** Opening PROVIDED ENTRIES block **

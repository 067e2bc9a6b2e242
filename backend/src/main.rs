// src/main.rs

use std::{net::SocketAddr, str::FromStr, time::Duration};

use quizles::{config::Config, routes, services::accounts, state::AppState};
use sqlx::{
    SqlitePool,
    sqlite::{SqliteConnectOptions, SqlitePoolOptions},
};
use tracing_subscriber::{EnvFilter, fmt, layer::SubscriberExt, util::SubscriberInitExt};

#[tokio::main]
async fn main() -> Result<(), Box<dyn std::error::Error>> {
    // Load configuration from environment (.env included)
    let config = Config::from_env()?;

    let file_appender = tracing_appender::rolling::daily("logs", "app.log");
    let (non_blocking, _guard) = tracing_appender::non_blocking(file_appender);
    let env_filter = EnvFilter::new(&config.rust_log);
    let stdout_layer = fmt::layer().with_writer(std::io::stdout).with_target(false);
    let file_layer = fmt::layer().with_writer(non_blocking).with_ansi(false);

    // Initialize Tracing (Logging)
    tracing_subscriber::registry()
        .with(env_filter)
        .with(stdout_layer)
        .with(file_layer)
        .init();

    let pool = connect(&config).await?;
    tracing::info!("Database connected...");

    // Run Migrations Automatically
    tracing::info!("Running migrations...");
    sqlx::migrate!("./migrations").run(&pool).await?;
    tracing::info!("Migrations applied successfully.");

    if let Err(e) = accounts::seed_admin(&pool, &config).await {
        tracing::error!("Failed to seed admin user: {:?}", e);
    }

    let port = config.port;
    let app = routes::create_router(AppState { pool, config });

    let addr = SocketAddr::from(([0, 0, 0, 0], port));
    tracing::info!("Listening on {}", addr);

    let listener = tokio::net::TcpListener::bind(addr).await?;
    axum::serve(listener, app).await?;

    Ok(())
}

/// Opens the pool, retrying while the database file is locked or unavailable.
async fn connect(config: &Config) -> Result<SqlitePool, sqlx::Error> {
    let options = SqliteConnectOptions::from_str(&config.database_url)?
        .create_if_missing(true)
        .foreign_keys(true);

    let mut retry_count = 0;
    loop {
        match SqlitePoolOptions::new()
            .max_connections(5)
            .acquire_timeout(Duration::from_secs(3))
            .connect_with(options.clone())
            .await
        {
            Ok(pool) => return Ok(pool),
            Err(e) if retry_count < 5 => {
                retry_count += 1;
                tracing::warn!(
                    "Database not ready ({}), retrying in 2s... (Attempt {})",
                    e,
                    retry_count
                );
                tokio::time::sleep(Duration::from_secs(2)).await;
            }
            Err(e) => return Err(e),
        }
    }
}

** Closing PROVIDED ENTRIES block **

■ PROBLEM TO WORK ON: Only the lines from the one containing "retry_count += 1;" to the end of the data should be printed, exactly as they stand.

■ TASK SOLUTION:
                retry_count += 1;
                tracing::warn!(
                    "Database not ready ({}), retrying in 2s... (Attempt {})",
                    e,
                    retry_count
                );
                tokio::time::sleep(Duration::from_secs(2)).await;
            }
            Err(e) => return Err(e),
        }
    }
}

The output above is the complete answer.